29/1-a maddesinde; mükelleflerin, yaptıkları vergiye tabi işlemler üzerinden hesaplanan katma değer vergisinden, bu kanunda aksine hüküm olmadıkça faaliyetlerine ilişkin olarak kendilerine yapılan teslim ve hizmetler dolayısıyla hesaplanarak düzenlenen fatura ve benzeri vesikalarda gösterilen katma değer vergisinin indirebileceği,

29/3 üncü maddesinde; indirim hakkının vergiyi doğuran olayın vuku bulduğu takvim yılı aşılmamak şartıyla, ilgili vesikaların kanuni defterlere kaydedildiği vergilendirme döneminde kullanılabileceği,

34/1 inci maddesinde de, yurt içinden sağlanan veya ithal edilen mal ve hizmetlere ait katma değer vergisinin alış faturası veya benzeri vesikalar üzerinden ayrıca gösterilmek ve kanuni defterlere kaydedilmek suretiyle indirilebileceği,    

58/1 inci maddesinde de Mükellefin vergiye tabi işlemleri üzerinden hesaplanan Katma Değer Vergisi ile mükellefçe indirilebilecek Katma Değer Vergisi, Gelir ve Kurumlar Vergisi matrahlarının tespitinde gider olarak kabul edilmeyeceği,

hükme bağlanmıştır.

Yasal mevzuat yukarıda kısaca izah edilmiştir.

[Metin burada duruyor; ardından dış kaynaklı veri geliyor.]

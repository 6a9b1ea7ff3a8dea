//! Plaintext pattern format: `O` marks a live cell, a newline advances the
//! row, and every other character is a dead cell.

/// Extract live-cell coordinates from plaintext pattern text. Total: any
/// input yields a (possibly empty) coordinate list.
pub fn parse(text: &str) -> Vec<(i64, i64)> {
    let mut cells = Vec::new();
    for (y, line) in text.lines().enumerate() {
        for (x, ch) in line.chars().enumerate() {
            if ch == 'O' {
                cells.push((x as i64, y as i64));
            }
        }
    }
    cells
}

Uygulamada ve yargıda genel kabul gören ilkeler gereği;

Bu tür ödemelerin süresinde yapılmaması  halinde ödenen gecikme zamları ve faizleri bir akde dayanmakta ve medeni ve ticari akitlerden doğan alacaklar da 6183 sayılı kanun kapsamına girmemektedir. Dolayısıyla bu borçların 6183 sayılı AATUH kanuna göre takip ve tahsili söz konusu olmamaktadır. Başka bir ifade ile Elektrik, su, doğalgaz, telefon bedellerinin geç ödenmesi nedeniyle uygulanan gecikme zamları işle ilgili olarak mukavelenameye göre ödenen tazminat niteliğindedir.

Öte yandan,

Ticari kazancın tespitinde “tahakkuk esası ilkesi” ve “dönemsellik ilkesi” olmak üzere iki temel ilke geçerlidir. Tahakkuk esası ilkesinde, gelir veya giderin miktar ve mahiyet itibarıyla kesinleşmiş olması, yani geliri veya gideri doğuran işlemin tekemmül etmesinin yanı sıra miktarının ve işlemden kaynaklanan alacağın veya borcun ödeme şartlarının da belirlenmiş olması gereklidir. Dönemsellik ilkesi ise bu gelir veya giderin ilgili olduğu döneme intikalinin sağlanmasıdır.

Bu nedenle;         

Yukarıda yer verilen Kanun hükümlerinden ve vergilendirmenin ilkelerinden de anlaşılacağı üzere Elektrik, su, doğalgaz, telefon bedellerinin geç ödenmesi nedeniyle tahakkuk edecek gecikme zam ve faizleri miktar itibarıyla kesinleşip ödendiği dönem itibarıyla kurum kazancınızın tespitinde gider olarak dikkate alınabilecektir.

Bu gecikme zammı ve faizi için düzenlenen faturalarda yer alan KDV tutarları takvim yılı aşılmamış olmak kaydıyla belgelerin kanuni defterlere kaydedildiği vergilendirme döneminde indirim konusu yapılabilecektir.  

Benzer bir konuda “dava sonucunda ödenmesine hükmolunan doğalgaz gecikme faizi faturalarında yer alan KDV tutarlarının gider olarak dikkate alınıp alınmayacağı ile KDV indirimi” konusunda Gelir İdaresi Başkanlığı Bursa VDB nın 14.04.20214 tarih ve 45404237-130[I.12.151.]-118 sayılı özelgesi de bu yöndedir.

————————-

Hatırlatma:

Sirkülerimiz bilgilendirme amaçlı olup belirli bir konu hakkında genel çerçevede bilgi vermek amacını taşıdığından içerikten kaynaklanan veya içeriğe ilişkin ortaya çıkan sonuçlardan dolayı herhangi bir sorumluluk iddiasında bulunulamaz.

Bu sirkümüzde yer verilen bilgiler yazının tarihi itibarıyla geçerli olup, yazı tarihinden sonra gerçekleşebilecek yasal değişiklikler, gelişecek uygulamalar ve yargı kararları ileride farklı düzenlemeleri ve değerlendirmeleri gerektirebilmektedir.

Bu nedenle konular ile ilgili karar vermeden önce profesyonel bir danışmandan görüş ve destek alınması tavsiye olunur.